Records from a data source -
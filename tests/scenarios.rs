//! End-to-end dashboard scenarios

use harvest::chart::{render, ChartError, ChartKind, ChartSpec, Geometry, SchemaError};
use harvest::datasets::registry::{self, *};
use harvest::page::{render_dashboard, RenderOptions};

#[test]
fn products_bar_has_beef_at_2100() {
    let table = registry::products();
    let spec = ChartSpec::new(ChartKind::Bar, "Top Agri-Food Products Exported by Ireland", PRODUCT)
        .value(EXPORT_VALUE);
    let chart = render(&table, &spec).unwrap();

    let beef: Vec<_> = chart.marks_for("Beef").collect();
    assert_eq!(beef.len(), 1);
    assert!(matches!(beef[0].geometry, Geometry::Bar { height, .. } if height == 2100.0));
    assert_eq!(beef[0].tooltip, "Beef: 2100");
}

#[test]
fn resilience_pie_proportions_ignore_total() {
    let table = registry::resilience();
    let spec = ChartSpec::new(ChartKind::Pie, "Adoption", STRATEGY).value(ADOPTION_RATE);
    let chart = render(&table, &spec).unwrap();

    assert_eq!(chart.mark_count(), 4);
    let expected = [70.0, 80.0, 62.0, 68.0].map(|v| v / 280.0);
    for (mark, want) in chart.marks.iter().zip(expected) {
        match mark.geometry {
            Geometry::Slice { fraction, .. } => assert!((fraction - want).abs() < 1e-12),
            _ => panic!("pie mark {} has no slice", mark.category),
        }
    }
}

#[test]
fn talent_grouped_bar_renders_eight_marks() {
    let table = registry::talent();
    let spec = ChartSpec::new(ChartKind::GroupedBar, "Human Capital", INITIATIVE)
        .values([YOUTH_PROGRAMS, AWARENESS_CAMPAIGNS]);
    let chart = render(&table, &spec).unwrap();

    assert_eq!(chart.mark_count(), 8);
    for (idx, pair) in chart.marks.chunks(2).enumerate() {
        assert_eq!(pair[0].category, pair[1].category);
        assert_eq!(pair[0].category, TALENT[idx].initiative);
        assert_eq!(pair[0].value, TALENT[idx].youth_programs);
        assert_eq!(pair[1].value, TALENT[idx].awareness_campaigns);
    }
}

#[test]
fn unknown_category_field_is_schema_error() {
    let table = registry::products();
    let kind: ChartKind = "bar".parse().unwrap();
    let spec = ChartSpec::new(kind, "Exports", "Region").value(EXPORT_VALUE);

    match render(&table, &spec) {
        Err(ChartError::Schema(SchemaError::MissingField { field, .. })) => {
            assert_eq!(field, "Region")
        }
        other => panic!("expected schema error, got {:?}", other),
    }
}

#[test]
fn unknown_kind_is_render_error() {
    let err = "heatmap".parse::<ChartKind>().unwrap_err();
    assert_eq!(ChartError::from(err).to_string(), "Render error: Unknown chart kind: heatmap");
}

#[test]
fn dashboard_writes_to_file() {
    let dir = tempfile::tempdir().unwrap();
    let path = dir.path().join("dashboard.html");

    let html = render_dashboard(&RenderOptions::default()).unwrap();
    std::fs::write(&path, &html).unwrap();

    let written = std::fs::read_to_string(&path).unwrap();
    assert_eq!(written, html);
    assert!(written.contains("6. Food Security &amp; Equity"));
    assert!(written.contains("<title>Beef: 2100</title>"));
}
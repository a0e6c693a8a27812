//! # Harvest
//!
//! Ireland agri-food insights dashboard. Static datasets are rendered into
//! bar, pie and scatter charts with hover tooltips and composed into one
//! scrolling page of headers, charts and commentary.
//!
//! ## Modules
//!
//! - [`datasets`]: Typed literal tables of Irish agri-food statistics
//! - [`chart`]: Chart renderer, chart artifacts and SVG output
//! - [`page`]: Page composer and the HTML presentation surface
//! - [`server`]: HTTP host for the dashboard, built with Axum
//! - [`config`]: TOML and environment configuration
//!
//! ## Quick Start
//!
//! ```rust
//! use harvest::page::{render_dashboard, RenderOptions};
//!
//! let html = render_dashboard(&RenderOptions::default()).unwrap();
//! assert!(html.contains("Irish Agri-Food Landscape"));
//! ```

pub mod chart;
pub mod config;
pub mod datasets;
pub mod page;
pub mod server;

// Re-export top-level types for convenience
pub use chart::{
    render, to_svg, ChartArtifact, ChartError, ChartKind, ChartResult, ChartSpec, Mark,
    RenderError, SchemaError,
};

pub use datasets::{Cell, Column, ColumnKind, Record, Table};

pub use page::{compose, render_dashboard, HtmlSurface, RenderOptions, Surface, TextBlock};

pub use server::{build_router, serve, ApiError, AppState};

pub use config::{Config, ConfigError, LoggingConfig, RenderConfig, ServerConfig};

Assigned task - Up to and including the line with "assert_eq!(pair[0].category, TALENT[idx].initiative);", print every line of the records from the start.

Response -
filename tests/scenarios.rs
//! End-to-end dashboard scenarios

use harvest::chart::{render, ChartError, ChartKind, ChartSpec, Geometry, SchemaError};
use harvest::datasets::registry::{self, *};
use harvest::page::{render_dashboard, RenderOptions};

#[test]
fn products_bar_has_beef_at_2100() {
    let table = registry::products();
    let spec = ChartSpec::new(ChartKind::Bar, "Top Agri-Food Products Exported by Ireland", PRODUCT)
        .value(EXPORT_VALUE);
    let chart = render(&table, &spec).unwrap();

    let beef: Vec<_> = chart.marks_for("Beef").collect();
    assert_eq!(beef.len(), 1);
    assert!(matches!(beef[0].geometry, Geometry::Bar { height, .. } if height == 2100.0));
    assert_eq!(beef[0].tooltip, "Beef: 2100");
}

#[test]
fn resilience_pie_proportions_ignore_total() {
    let table = registry::resilience();
    let spec = ChartSpec::new(ChartKind::Pie, "Adoption", STRATEGY).value(ADOPTION_RATE);
    let chart = render(&table, &spec).unwrap();

    assert_eq!(chart.mark_count(), 4);
    let expected = [70.0, 80.0, 62.0, 68.0].map(|v| v / 280.0);
    for (mark, want) in chart.marks.iter().zip(expected) {
        match mark.geometry {
            Geometry::Slice { fraction, .. } => assert!((fraction - want).abs() < 1e-12),
            _ => panic!("pie mark {} has no slice", mark.category),
        }
    }
}

#[test]
fn talent_grouped_bar_renders_eight_marks() {
    let table = registry::talent();
    let spec = ChartSpec::new(ChartKind::GroupedBar, "Human Capital", INITIATIVE)
        .values([YOUTH_PROGRAMS, AWARENESS_CAMPAIGNS]);
    let chart = render(&table, &spec).unwrap();

    assert_eq!(chart.mark_count(), 8);
    for (idx, pair) in chart.marks.chunks(2).enumerate() {
        assert_eq!(pair[0].category, pair[1].category);
        assert_eq!(pair[0].category, TALENT[idx].initiative);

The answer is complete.